In today’s newsletter:

  • Mistral Vibe CLI: Terminal agent with custom subagents for specialized coding workflows

  • AutoResearch: Autonomous ML experimentation loop that optimizes training code while you sleep

 Reading time: 4 minutes.

Most terminal agents give you one assistant that does everything. Mistral Vibe lets you build custom subagents for specialized tasks like deploy scripts, PR reviews, and test generation, then invoke them on demand.

It's an open-source CLI agent powered by Devstral 2 that runs entirely in your terminal.

How it works:

Start vibe in any project and the agent automatically scans your file structure, Git status, and imports to understand your codebase. Each subagent you create runs independently with full project context.

You might have one subagent for PR reviews, another for testing, and another for deployment. Invoke them with a single command while they inherit full codebase context.

Example workflow:

"Refactor the auth module to use dependency injection"

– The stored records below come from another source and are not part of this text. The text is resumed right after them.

//! Plumbing shared by the provider and consumer dispatchers.

use std::fmt;
use std::future::Future;
use std::sync::Arc;

use dsp_config::ConnectorConfig;
use dsp_policy::{PolicyAdministration, PolicyError};
use dsp_primitives::{AgreementId, ConsumerPid, ProviderPid};
use tracing::{debug, error, info, warn};

use crate::error::{NegotiationError, NegotiationResult};
use crate::events::{EventPublisher, NegotiationEvent, TracingEventPublisher};
use crate::locks::{AggregateGuard, AggregateLocks};
use crate::messages::{NegotiationAck, ProtocolMessage};
use crate::negotiation::ContractNegotiation;
use crate::peer::{PeerError, RemotePeer, RetryConfig, send_with_retry};
use crate::scheduler::StepScheduler;
use crate::state::{NegotiationState, Role};
use crate::store::NegotiationStore;

/// Runtime settings shared by both dispatchers.
#[derive(Debug, Clone)]
pub struct NegotiationSettings {
    callback_address: String,
    automatic: bool,
    retry: RetryConfig,
}

impl NegotiationSettings {
    /// Creates settings for a connector reachable at `callback_address`,
    /// with manual review and the default retry policy.
    #[must_use]
    pub fn new(callback_address: impl Into<String>) -> Self {
        Self {
            callback_address: callback_address.into(),
            automatic: false,
            retry: RetryConfig::default(),
        }
    }

    /// Enables or disables automatic advancement.
    #[must_use]
    pub fn with_automatic(mut self, automatic: bool) -> Self {
        self.automatic = automatic;
        self
    }

    /// Overrides the outbound retry policy.
    #[must_use]
    pub fn with_retry(mut self, retry: RetryConfig) -> Self {
        self.retry = retry;
        self
    }

    /// Returns the local callback address advertised to counterparties.
    #[must_use]
    pub fn callback_address(&self) -> &str {
        &self.callback_address
    }

    /// Returns `true` when negotiations advance without operator review.
    #[must_use]
    pub fn automatic(&self) -> bool {
        self.automatic
    }

    /// Returns the outbound retry policy.
    #[must_use]
    pub fn retry(&self) -> RetryConfig {
        self.retry
    }
}

impl TryFrom<&ConnectorConfig> for NegotiationSettings {
    type Error = PeerError;

    fn try_from(config: &ConnectorConfig) -> Result<Self, PeerError> {
        Ok(Self::new(config.negotiation.callback_address.clone())
            .with_automatic(config.negotiation.automatic)
            .with_retry(RetryConfig::try_from(&config.outbound)?))
    }
}

/// Store, transport, events, locks, and scheduler one dispatcher works with.
pub struct NegotiationCore {
    store: Arc<dyn NegotiationStore>,
    peer: Arc<dyn RemotePeer>,
    events: Arc<dyn EventPublisher>,
    locks: AggregateLocks,
    scheduler: StepScheduler,
    settings: NegotiationSettings,
}

impl fmt::Debug for NegotiationCore {
    fn fmt(&self, f: &mut fmt::Formatter<'_>) -> fmt::Result {
        f.debug_struct("NegotiationCore")
            .field("store", &"dyn NegotiationStore")
            .field("peer", &"dyn RemotePeer")
            .field("locks", &self.locks)
            .field("settings", &self.settings)
            .finish_non_exhaustive()
    }
}

impl NegotiationCore {
    /// Creates a core that logs events through `tracing`.
    #[must_use]
    pub fn new(
        store: Arc<dyn NegotiationStore>,
        peer: Arc<dyn RemotePeer>,
        settings: NegotiationSettings,
    ) -> Self {
        Self {
            store,
            peer,
            events: Arc::new(TracingEventPublisher),
            locks: AggregateLocks::new(),
            scheduler: StepScheduler::default(),
            settings,
        }
    }

    /// Replaces the event publisher.
    #[must_use]
    pub fn with_events(mut self, events: Arc<dyn EventPublisher>) -> Self {
        self.events = events;
        self
    }

    /// Replaces the scheduler running automatic steps.
    #[must_use]
    pub fn with_scheduler(mut self, scheduler: StepScheduler) -> Self {
        self.scheduler = scheduler;
        self
    }

    /// Returns the settings.
    #[must_use]
    pub fn settings(&self) -> &NegotiationSettings {
        &self.settings
    }

    /// Returns the scheduler running automatic steps.
    #[must_use]
    pub fn scheduler(&self) -> &StepScheduler {
        &self.scheduler
    }

    pub(crate) async fn lock(&self, key: impl Into<String>) -> AggregateGuard {
        self.locks.acquire(key).await
    }

    /// Loads the negotiation matching both pids, owned by `role`.
    ///
    /// Anything else is reported as not found for `addressed`.
    pub(crate) async fn find_correlated(
        &self,
        role: Role,
        provider_pid: &ProviderPid,
        consumer_pid: &ConsumerPid,
        addressed: &str,
    ) -> NegotiationResult<ContractNegotiation> {
        self.store
            .find_by_provider_pid_and_consumer_pid(provider_pid, consumer_pid)
            .await?
            .filter(|negotiation| negotiation.role() == role)
            .ok_or_else(|| NegotiationError::not_found(addressed))
    }

    pub(crate) async fn find_by_provider_pid(
        &self,
        role: Role,
        provider_pid: &ProviderPid,
    ) -> NegotiationResult<Option<ContractNegotiation>> {
        Ok(self
            .store
            .find_by_provider_pid(provider_pid)
            .await?
            .filter(|negotiation| negotiation.role() == role))
    }

    pub(crate) async fn find_by_consumer_pid(
        &self,
        role: Role,
        consumer_pid: &ConsumerPid,
    ) -> NegotiationResult<Option<ContractNegotiation>> {
        Ok(self
            .store
            .find_by_consumer_pid(consumer_pid)
            .await?
            .filter(|negotiation| negotiation.role() == role))
    }

    /// Delivers a message with the configured retry policy.
    pub(crate) async fn send(
        &self,
        address: &str,
        message: &ProtocolMessage,
    ) -> NegotiationResult<NegotiationAck> {
        Ok(send_with_retry(self.peer.as_ref(), address, message, self.settings.retry).await?)
    }

    /// Saves the negotiation and announces the state change.
    pub(crate) async fn persist(
        &self,
        negotiation: &ContractNegotiation,
        previous: Option<NegotiationState>,
    ) -> NegotiationResult<ContractNegotiation> {
        let saved = self.store.save(negotiation).await?;
        info!(
            provider_pid = %saved.provider_pid(),
            consumer_pid = %saved.consumer_pid(),
            role = %saved.role(),
            state = %saved.state(),
            version = saved.version(),
            "contract negotiation saved"
        );
        if previous != Some(saved.state()) {
            self.publish(NegotiationEvent::StateChanged {
                pids: saved.pids(),
                role: saved.role(),
                from: previous,
                to: saved.state(),
            });
        }
        Ok(saved)
    }

    pub(crate) fn publish(&self, event: NegotiationEvent) {
        self.events.publish(event);
    }

    /// Asks for operator review of the negotiation's current offer.
    pub(crate) fn request_review(&self, negotiation: &ContractNegotiation) {
        self.publish(NegotiationEvent::OfferNeedsReview {
            pids: negotiation.pids(),
            role: negotiation.role(),
            offer_id: negotiation.current_offer().id().to_owned(),
        });
    }

    /// Runs an automatic step in the background; failures are logged.
    pub(crate) fn schedule<F>(&self, step: &'static str, future: F)
    where
        F: Future<Output = NegotiationResult<ContractNegotiation>> + Send + 'static,
    {
        let spawned = self.scheduler.submit(step, async move {
            if let Err(err) = future.await {
                warn!(step, %err, "automatic negotiation step failed");
            }
        });
        if let Err(err) = spawned {
            warn!(step, %err, "automatic negotiation step not scheduled");
        }
    }
}

/// Opens the enforcement record for a finalized agreement.
///
/// Returns `true` when this call created the record. A record that already
/// exists counts as success so a retried finalize does not fail on its own
/// earlier attempt.
pub(crate) async fn create_enforcement(
    administration: &dyn PolicyAdministration,
    agreement_id: &AgreementId,
) -> NegotiationResult<bool> {
    match administration.create_enforcement(agreement_id).await {
        Ok(()) => {
            info!(agreement_id = %agreement_id, "enforcement record created");
            Ok(true)
        }
        Err(PolicyError::EnforcementRecordExists(_)) => {
            debug!(agreement_id = %agreement_id, "enforcement record already present");
            Ok(false)
        }
        Err(err) => Err(err.into()),
    }
}

/// Removes a record opened for a finalize that did not complete.
///
/// Failures are logged; the caller reports the error that aborted the
/// finalize.
pub(crate) async fn revoke_enforcement(
    administration: &dyn PolicyAdministration,
    agreement_id: &AgreementId,
) {
    match administration.revoke_enforcement(agreement_id).await {
        Ok(()) => warn!(agreement_id = %agreement_id, "enforcement record revoked"),
        Err(err) => error!(
            agreement_id = %agreement_id,
            %err,
            "enforcement record of unfinished finalize could not be revoked"
        ),
    }
}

Vibe breaks tasks into steps, shows what it plans to do, and handles coordinated changes across multiple files instead of just the one you're editing.

Key capabilities:

  • Custom subagents: Build specialized agents for targeted workflows. Each handles its job without cluttering your main workflow.

  • Web search and fetching: Query and fetch content from the web mid-session for documentation or API references.

  • Multi-choice clarifications: When intent is ambiguous, Vibe prompts with options instead of guessing. Prevents mistakes on destructive operations.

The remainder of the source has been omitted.